**ACTIVITY:** From the records below, set down exactly the lines starting with the line that contains "let topology = GraphTopology::load(&path, None)?;" and going on through the line that contains "fn cmd_datasets(args: DatasetsArgs)". Nothing else is wanted.

[Items listed in a dataset]
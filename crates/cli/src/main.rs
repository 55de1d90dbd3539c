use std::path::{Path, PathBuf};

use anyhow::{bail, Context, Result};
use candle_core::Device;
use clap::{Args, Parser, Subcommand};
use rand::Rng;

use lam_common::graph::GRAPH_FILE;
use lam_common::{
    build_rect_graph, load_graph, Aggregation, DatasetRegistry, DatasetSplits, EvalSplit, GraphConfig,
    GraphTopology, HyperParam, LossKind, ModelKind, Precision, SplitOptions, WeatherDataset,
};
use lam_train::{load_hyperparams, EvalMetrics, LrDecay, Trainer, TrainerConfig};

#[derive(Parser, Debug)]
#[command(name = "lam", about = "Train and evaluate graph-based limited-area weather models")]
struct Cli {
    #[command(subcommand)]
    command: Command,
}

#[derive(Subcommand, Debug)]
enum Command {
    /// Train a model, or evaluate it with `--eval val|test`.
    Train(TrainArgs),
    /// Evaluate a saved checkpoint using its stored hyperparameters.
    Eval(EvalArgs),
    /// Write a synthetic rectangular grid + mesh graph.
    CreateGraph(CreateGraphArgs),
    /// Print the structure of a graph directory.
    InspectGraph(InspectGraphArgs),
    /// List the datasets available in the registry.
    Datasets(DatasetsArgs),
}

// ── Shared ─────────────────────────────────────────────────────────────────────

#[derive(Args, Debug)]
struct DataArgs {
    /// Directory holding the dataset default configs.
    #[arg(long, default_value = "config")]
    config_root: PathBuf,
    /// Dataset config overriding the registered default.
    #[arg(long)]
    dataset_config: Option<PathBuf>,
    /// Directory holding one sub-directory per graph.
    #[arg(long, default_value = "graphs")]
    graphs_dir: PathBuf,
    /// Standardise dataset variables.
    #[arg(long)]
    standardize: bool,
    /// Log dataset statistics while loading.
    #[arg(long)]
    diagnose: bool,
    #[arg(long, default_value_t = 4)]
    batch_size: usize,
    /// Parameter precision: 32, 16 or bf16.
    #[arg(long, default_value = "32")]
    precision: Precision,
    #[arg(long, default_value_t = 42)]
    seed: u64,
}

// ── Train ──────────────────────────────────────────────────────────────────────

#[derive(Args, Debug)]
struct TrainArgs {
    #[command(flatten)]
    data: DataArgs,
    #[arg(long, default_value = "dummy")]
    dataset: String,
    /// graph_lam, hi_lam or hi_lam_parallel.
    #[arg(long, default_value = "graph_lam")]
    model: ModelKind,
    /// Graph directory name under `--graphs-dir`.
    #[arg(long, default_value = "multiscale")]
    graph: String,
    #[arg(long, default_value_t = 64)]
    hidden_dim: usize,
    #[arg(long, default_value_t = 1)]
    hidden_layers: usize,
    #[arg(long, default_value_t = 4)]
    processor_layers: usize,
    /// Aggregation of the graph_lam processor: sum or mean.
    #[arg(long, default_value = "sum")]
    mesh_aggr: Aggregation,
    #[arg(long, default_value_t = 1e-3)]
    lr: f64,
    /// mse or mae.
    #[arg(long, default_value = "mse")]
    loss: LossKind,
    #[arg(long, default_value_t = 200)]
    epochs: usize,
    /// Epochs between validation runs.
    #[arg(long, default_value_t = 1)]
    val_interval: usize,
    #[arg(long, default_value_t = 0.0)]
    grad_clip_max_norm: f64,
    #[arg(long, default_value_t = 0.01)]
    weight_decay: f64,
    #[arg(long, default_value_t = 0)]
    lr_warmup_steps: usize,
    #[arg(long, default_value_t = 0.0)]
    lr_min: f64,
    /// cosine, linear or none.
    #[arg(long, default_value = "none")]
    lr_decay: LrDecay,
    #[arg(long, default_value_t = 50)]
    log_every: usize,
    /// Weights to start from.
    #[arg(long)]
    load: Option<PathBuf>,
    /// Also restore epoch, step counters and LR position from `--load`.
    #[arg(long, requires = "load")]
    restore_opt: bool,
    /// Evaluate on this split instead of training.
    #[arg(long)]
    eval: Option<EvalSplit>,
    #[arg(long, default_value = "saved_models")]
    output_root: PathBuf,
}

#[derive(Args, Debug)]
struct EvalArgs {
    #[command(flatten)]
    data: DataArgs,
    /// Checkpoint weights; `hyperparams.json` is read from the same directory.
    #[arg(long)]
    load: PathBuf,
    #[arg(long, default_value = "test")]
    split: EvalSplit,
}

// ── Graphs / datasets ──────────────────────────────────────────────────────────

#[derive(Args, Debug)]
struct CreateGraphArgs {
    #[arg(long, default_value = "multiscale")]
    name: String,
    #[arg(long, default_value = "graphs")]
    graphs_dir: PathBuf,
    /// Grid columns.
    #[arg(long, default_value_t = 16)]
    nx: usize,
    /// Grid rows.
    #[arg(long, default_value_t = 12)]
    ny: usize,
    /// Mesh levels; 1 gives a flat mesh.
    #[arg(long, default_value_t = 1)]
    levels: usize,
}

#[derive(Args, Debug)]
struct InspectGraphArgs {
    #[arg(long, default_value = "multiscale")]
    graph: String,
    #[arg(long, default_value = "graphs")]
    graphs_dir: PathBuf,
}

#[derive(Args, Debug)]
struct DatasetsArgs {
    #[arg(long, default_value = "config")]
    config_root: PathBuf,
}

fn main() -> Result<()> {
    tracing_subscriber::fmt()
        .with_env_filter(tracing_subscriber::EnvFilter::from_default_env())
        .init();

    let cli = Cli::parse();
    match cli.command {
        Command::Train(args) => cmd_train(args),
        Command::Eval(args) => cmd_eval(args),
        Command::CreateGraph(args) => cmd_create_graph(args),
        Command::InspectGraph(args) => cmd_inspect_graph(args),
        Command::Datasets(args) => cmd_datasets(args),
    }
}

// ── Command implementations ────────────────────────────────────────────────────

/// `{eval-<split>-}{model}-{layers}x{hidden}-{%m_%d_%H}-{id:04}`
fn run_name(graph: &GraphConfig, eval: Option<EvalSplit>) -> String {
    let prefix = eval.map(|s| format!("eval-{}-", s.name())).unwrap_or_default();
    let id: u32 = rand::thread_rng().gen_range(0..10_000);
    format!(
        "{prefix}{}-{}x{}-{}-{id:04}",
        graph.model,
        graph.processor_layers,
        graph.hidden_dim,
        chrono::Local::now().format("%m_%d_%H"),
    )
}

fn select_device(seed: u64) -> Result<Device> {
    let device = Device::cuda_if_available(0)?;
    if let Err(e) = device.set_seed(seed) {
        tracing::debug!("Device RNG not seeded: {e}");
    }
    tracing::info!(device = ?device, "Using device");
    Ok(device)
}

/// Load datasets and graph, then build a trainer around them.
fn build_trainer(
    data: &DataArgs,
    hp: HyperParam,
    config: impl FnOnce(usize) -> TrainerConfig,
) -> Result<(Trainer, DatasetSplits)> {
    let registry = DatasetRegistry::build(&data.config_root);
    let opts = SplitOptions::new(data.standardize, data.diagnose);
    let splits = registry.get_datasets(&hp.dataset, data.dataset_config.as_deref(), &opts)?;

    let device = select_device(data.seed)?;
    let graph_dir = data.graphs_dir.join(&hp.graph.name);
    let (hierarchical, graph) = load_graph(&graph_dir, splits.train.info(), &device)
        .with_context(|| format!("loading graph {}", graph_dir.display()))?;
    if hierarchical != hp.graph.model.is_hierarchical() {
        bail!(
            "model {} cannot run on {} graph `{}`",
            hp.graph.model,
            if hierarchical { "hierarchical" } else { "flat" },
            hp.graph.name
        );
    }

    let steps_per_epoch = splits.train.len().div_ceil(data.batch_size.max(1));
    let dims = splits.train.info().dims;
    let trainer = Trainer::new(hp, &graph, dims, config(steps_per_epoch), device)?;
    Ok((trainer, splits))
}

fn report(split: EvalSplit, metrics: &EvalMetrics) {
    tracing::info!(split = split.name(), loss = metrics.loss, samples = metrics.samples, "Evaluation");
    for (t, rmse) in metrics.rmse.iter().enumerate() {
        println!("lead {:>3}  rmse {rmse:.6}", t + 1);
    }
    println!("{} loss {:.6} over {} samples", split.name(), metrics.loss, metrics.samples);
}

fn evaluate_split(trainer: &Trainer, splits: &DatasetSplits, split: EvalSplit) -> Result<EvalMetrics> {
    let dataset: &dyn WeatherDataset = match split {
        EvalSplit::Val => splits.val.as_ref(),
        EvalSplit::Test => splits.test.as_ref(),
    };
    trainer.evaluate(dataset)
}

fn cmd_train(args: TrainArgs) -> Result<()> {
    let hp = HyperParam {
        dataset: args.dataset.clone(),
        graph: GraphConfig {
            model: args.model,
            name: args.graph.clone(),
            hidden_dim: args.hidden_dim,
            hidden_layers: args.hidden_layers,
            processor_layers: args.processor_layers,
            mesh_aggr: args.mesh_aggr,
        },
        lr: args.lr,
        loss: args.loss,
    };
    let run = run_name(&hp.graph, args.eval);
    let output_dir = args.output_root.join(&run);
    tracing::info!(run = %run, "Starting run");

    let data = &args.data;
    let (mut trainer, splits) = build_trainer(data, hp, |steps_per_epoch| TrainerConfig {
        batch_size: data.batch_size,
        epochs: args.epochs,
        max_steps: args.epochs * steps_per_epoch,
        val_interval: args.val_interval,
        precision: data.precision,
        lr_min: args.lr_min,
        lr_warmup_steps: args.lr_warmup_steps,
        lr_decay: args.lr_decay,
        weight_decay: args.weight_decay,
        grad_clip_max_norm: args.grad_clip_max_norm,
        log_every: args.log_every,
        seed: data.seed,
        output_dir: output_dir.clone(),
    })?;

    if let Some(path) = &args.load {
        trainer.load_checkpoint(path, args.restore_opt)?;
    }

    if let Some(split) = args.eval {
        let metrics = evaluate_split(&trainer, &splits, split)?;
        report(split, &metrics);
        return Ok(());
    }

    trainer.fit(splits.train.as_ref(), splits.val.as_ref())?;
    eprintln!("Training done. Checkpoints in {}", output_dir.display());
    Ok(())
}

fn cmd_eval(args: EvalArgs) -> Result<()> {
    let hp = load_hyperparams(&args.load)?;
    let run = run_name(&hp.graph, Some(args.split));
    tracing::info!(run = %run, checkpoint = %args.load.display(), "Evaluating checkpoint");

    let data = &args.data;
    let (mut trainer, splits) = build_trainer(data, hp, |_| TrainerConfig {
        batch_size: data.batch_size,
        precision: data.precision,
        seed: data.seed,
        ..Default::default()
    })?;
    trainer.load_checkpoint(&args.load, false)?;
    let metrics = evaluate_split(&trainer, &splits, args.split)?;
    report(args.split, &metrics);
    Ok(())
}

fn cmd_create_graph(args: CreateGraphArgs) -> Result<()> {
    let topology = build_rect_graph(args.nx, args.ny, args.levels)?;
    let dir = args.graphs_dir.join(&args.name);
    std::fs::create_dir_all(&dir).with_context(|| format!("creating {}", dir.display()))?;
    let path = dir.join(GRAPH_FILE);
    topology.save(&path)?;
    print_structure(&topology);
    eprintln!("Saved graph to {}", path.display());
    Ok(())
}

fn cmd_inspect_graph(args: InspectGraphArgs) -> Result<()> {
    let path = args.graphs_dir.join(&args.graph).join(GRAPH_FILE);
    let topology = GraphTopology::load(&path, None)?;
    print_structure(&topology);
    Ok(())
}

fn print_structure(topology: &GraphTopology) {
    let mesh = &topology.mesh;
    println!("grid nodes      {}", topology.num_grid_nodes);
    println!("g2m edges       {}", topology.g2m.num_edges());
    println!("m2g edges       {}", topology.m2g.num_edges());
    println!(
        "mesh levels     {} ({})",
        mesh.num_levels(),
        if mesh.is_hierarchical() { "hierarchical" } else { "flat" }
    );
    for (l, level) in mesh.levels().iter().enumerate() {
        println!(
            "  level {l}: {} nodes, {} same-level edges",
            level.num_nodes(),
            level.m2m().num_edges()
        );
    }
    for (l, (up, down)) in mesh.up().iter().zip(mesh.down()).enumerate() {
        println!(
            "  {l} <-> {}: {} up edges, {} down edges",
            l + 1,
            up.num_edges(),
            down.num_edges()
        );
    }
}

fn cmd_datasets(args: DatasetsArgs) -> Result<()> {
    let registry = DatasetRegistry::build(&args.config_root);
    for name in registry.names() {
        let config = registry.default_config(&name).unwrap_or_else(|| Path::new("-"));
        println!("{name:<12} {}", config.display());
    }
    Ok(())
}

**TASK RESPONSE:**
    let topology = GraphTopology::load(&path, None)?;
    print_structure(&topology);
    Ok(())
}

fn print_structure(topology: &GraphTopology) {
    let mesh = &topology.mesh;
    println!("grid nodes      {}", topology.num_grid_nodes);
    println!("g2m edges       {}", topology.g2m.num_edges());
    println!("m2g edges       {}", topology.m2g.num_edges());
    println!(
        "mesh levels     {} ({})",
        mesh.num_levels(),
        if mesh.is_hierarchical() { "hierarchical" } else { "flat" }
    );
    for (l, level) in mesh.levels().iter().enumerate() {
        println!(
            "  level {l}: {} nodes, {} same-level edges",
            level.num_nodes(),
            level.m2m().num_edges()
        );
    }
    for (l, (up, down)) in mesh.up().iter().zip(mesh.down()).enumerate() {
        println!(
            "  {l} <-> {}: {} up edges, {} down edges",
            l + 1,
            up.num_edges(),
            down.num_edges()
        );
    }
}

fn cmd_datasets(args: DatasetsArgs) -> Result<()> {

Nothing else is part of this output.